There was the afternoon edition of the _Times_ on the top of Vetinari's desk. The crossword was done, the fiddly little mathematical fill-in-the-squares all sorted out. Moist recognised Drumknott's handwriting, and the fact that the letters and numbers were penned in ink. It was all a lot more eerie than it really should have been. 'Did you want to see me for something?'

'No,' Vetinari said, casually. It made Moist feel like his insides were curling in on themselves, until the patrician added, 'not for anything in particular,' which was such a lie that it could have been a truth. 'I'm merely interested in your periodic update on how the money supply is holding up.'

_But you know, _Moist wanted to complain. _You know how it's holding up. You probably know better than _I_ do, because all I know is that we have more stuff inside the vault than people are asking to take out, and that that's a good thing._ 'We're on to printing the new ten dollar bills,' he said, carefully. 'The ones with the corrected coat of arms.'

'Ah, yes,' smiled Vetinari, somewhat indulgently as befitted someone who controlled Moist's source of bill designs. An angel had come and given Mr Jenkins a second chance at life, alongside superfine measuring instruments, a number of superior geometrical tools and - though Moist would never know for sure - maybe even a working partner with a mind even more erratic, brilliant and disturbed than his own. He was neither an architect nor a mathematician, but Moist had sat down with the first sheet of the new designs one night. You could trace out patterns within patterns on the thing. The coat of arms fell just inside a perfect golden rectangle, and divided itself throughout in a way that would've had people in Ephebe jumping out of bathtubs and shouting loudly while running down the street naked. He'd seen some of Leonard of Quirm's work before, and --

'People have been very eager to buy up the old run,' Moist continued, warily, cutting of his own internal train of thought before it crashed and turned messy. 'Limited edition sales have almost covered the costs of printing.'

Vetinari nodded, and continued looking at Moist. Moist felt obliged to keep going. 'Security's not been much of a problem. We have two golems inside the mint at all times, and the men are very protective of their sheds. And, consequently, the bills we keep _inside_ the sheds, so...'

The words died on Moist's tongue, and left a faintly bad taste in his mouth. From somewhere underneath Vetinari's desk came a sleepy woof, and Mr Fusspot crawled out to give Moist's leg an affectionate slobber before slinking away again. It occurred to Moist, not for the first time, that no one had really made much of Vetinari essentially kidnapping Ankh Morpork's most important canine. That no one had made any attempts on said canine's life ever since then was a) a decided improvement of Mr Fusspot's standard of living and b) the source of Moist's own indefinite tenure as the bank's de facto chairperson.

Speaking conjecturally, getting out of the job was only an option if the balance of power shifted itself over to the Lavish family following Mr Fusspot's death – he who slept at the feet of tyrants and took walkies around a palace bristling with guards. The Assassins wouldn't take the job, both for reasons of pride and sheer viability.

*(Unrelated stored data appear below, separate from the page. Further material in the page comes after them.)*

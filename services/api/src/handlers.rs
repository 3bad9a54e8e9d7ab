//! Axum Handlers for the HTTP API
//!
//! Call control for Twilio and the tool endpoint the agent platform calls.
//! It uses `utoipa` doc comments to generate OpenAPI documentation.

use axum::{
    Form,
    body::Bytes,
    extract::{Path, State},
    http::{HeaderMap, StatusCode, header},
    response::{IntoResponse, Json, Response},
};
use serde_json::Value;
use std::sync::Arc;
use tracing::{debug, error, info, warn};

use crate::{
    models::{ErrorResponse, InboundCallForm, RootResponse, ToolFailure},
    state::AppState,
    twiml,
};

pub enum ApiError {
    BadRequest(String),
}

impl IntoResponse for ApiError {
    fn into_response(self) -> Response {
        match self {
            ApiError::BadRequest(message) => {
                (StatusCode::BAD_REQUEST, Json(ErrorResponse { message })).into_response()
            }
        }
    }
}

/// Liveness message.
#[utoipa::path(
    get,
    path = "/",
    responses(
        (status = 200, description = "Server is up", body = RootResponse)
    )
)]
pub async fn root() -> Json<RootResponse> {
    Json(RootResponse {
        message: "Twilio-ElevenLabs Integration Server".to_string(),
    })
}

/// Answer an inbound call by connecting it to the media-stream socket.
#[utoipa::path(
    post,
    path = "/twilio/inbound_call",
    request_body(content = InboundCallForm, content_type = "application/x-www-form-urlencoded"),
    responses(
        (status = 200, description = "TwiML connecting the call to the media stream", content_type = "application/xml", body = String),
        (status = 400, description = "No host to advertise", body = ErrorResponse)
    )
)]
pub async fn inbound_call(
    State(state): State<Arc<AppState>>,
    headers: HeaderMap,
    Form(form): Form<InboundCallForm>,
) -> Result<impl IntoResponse, ApiError> {
    info!(call_sid = %form.call_sid, from = %form.from, "Incoming call");

    let host = match &state.config.public_host {
        Some(host) => host.clone(),
        None => request_host(&headers)
            .ok_or_else(|| ApiError::BadRequest("Host header is required".to_string()))?,
    };
    let stream_url = twiml::media_stream_url(&host);
    debug!(stream_url = %stream_url, "Connecting call to media stream");

    Ok((
        [(header::CONTENT_TYPE, "application/xml")],
        twiml::connect_stream(&stream_url),
    ))
}

/// Hostname from the `Host` header, without the port.
fn request_host(headers: &HeaderMap) -> Option<String> {
    let host = headers.get(header::HOST)?.to_str().ok()?;
    let hostname = match host.rsplit_once(':') {
        Some((name, port)) if port.chars().all(|c| c.is_ascii_digit()) => name,
        _ => host,
    };
    (!hostname.is_empty()).then(|| hostname.to_string())
}

/// Run a tool on behalf of the agent.
///
/// Failures are reported in the body with status 200, since the agent reads
/// the body to decide what to say.
#[utoipa::path(
    post,
    path = "/tools/{tool_name}",
    request_body(content = Object, description = "Tool arguments"),
    responses(
        (status = 200, description = "Tool result, or a failure body", body = Object),
    ),
    params(
        ("tool_name" = String, Path, description = "Name of the tool to run")
    )
)]
pub async fn call_tool(
    State(state): State<Arc<AppState>>,
    Path(tool_name): Path<String>,
    body: Bytes,
) -> Response {
    info!(tool = %tool_name, "Received tool call");

    let arguments: Value = match serde_json::from_slice(&body) {
        Ok(arguments) => arguments,
        Err(e) => {
            let message = format!("Invalid JSON in request body: {}", e);
            warn!(tool = %tool_name, "{}", message);
            return Json(ToolFailure::new(message)).into_response();
        }
    };
    if let Some(arguments) = arguments.as_object() {
        for (key, value) in arguments {
            debug!(tool = %tool_name, parameter = %key, value = %value, "Tool parameter");
        }
    }

    match state.tools.dispatch(&tool_name, arguments).await {
        Ok(result) => {
            info!(tool = %tool_name, "Tool call succeeded");
            Json(result).into_response()
        }
        Err(e) => {
            error!(tool = %tool_name, "Tool call failed: {}", e);
            Json(ToolFailure::new(e.to_string())).into_response()
        }
    }
}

Vetinari let him stew in cruel introspection for a minute or so more. There were absolutely no clocks inside the patrician's oblong office, which meant that the only thing keeping track of time was Moist's own erratic heartbeat. He was far more comfortable outside in the corridor, where the grandfather's clock next to the door kept _purposefully_ erratic time, which was fun to observe and wholly distracting.

Eventually, Vetinari asked, 'Are you done?', to which Moist blinked and said, 'Am I?'

'I think you are, Mr Lipwig,' Vetinari replied, flattening his hand on the tops of his desk. 'Otherwise you shall be late for your 2 o clock appointment with Ms Dearheart.'

Moist managed not to swear, but it was a close thing. 'Uh,' he said, pulling his hat up from where it sat, dejected and limply bright, on his lap.

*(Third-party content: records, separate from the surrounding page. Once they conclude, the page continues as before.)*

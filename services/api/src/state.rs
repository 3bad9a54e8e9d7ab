//! Shared Application State
//!
//! This module defines the `AppState` struct, which holds the configuration
//! and the collaborators every call and tool request needs.

use crate::config::Config;
use callbridge_core::{AgentConnector, ToolRegistry};
use std::sync::Arc;

/// The shared application state, created once at startup and passed to all handlers.
/// All fields are public to be accessible from other modules.
#[derive(Clone)]
pub struct AppState {
    pub config: Arc<Config>,
    /// Opens one agent session per media stream.
    pub connector: Arc<dyn AgentConnector>,
    pub tools: Arc<ToolRegistry>,
}
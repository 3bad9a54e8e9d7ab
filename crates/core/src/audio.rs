//! The audio transport an agent session talks through.

use bytes::Bytes;
use std::sync::Arc;

/// Receives decoded caller audio, one chunk per call, in arrival order.
pub type InputCallback = Arc<dyn Fn(Bytes) + Send + Sync>;

/// Capability set an agent session expects from its audio transport.
///
/// Every method may be called from a thread other than the one driving the
/// transport, so implementations must not block on I/O. `output` and
/// `interrupt` in particular are invoked from the agent's receive loop and
/// must hand the work off and return immediately.
pub trait AudioInterface: Send + Sync {
    /// Installs the callback that receives caller audio. Calling it again
    /// replaces the previous callback.
    fn start(&self, input_callback: InputCallback);

    /// Detaches the callback and forgets any per-stream state. Idempotent.
    fn stop(&self);

    /// Queues one chunk of agent audio for playback to the caller.
    fn output(&self, audio: Bytes);

    /// Asks the far end to discard audio it has buffered but not yet played.
    fn interrupt(&self);
}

'There is a coach waiting outside the gates,' Vetinari pointed out. He waved a hand. 'You may go.'

Moist went, and was too busy running to notice the small smile that edged the curve of Vetinari's lips.

'Twenty two minutes, sir,' Drumknott said, sliding in out of the shadows. 'And just in time for your meeting with the committee for trade rights.'

'Tell me, Drumknott,' Vetinari asked his secretary, standing. 'Do I seem more relaxed after these sessions?'

'They are less dull, I think, sir,' Drumknott replied, 'than the puzzles in the newspapers.'

'Yes,' Vetinari agreed. 'For one, Moist never manages to repeat himself. Has the delivery been made?'

'Yes, my lord,' Drumknott said. 'And the tailor did very fine work with it, if I may say so.'

* * *

'Sator Square,' Moist gasped as he climbed in through the door of the coach. He caught his first proper breath as it began to rattle off out of the courtyard and onto the bridge. The bump of the cobblestones gave him a reassuring sense of reality. He pulled out his pocket watch – fifteen more minutes. If the cab didn't run into any major accidents, he should scrape by.

Then the coach took a left turn when it should've done a right. Moist's stomach started to sink. 'You're going the wrong way.'

'Nossir,' his cab driver objected. 'This way to the Blue Dove, sir. It's faster than going down Main Street, sir. You'll still be there on time.'

'But I'm not going to the Blue Dove,' Moist objected, except that he knew that he _was_ going to the Blue Dove, just as he knew that he'd never made an appointment at the Blue Dove, and same as he knew how Adora Belle would have a good laugh about it, since she'd been wondering for the last month about why a snotty place like that had a waiting list that went on into the next year.

'The lordship says you're going,' the coachman said, with what sounded suspiciously like pity.

Moist put a hand over his face, and didn't say anything for a little while. When he'd found the strength of mind to look up again, he noticed the neat, slim box placed on the seat next to him. His one consolation was the fact that it didn't tick.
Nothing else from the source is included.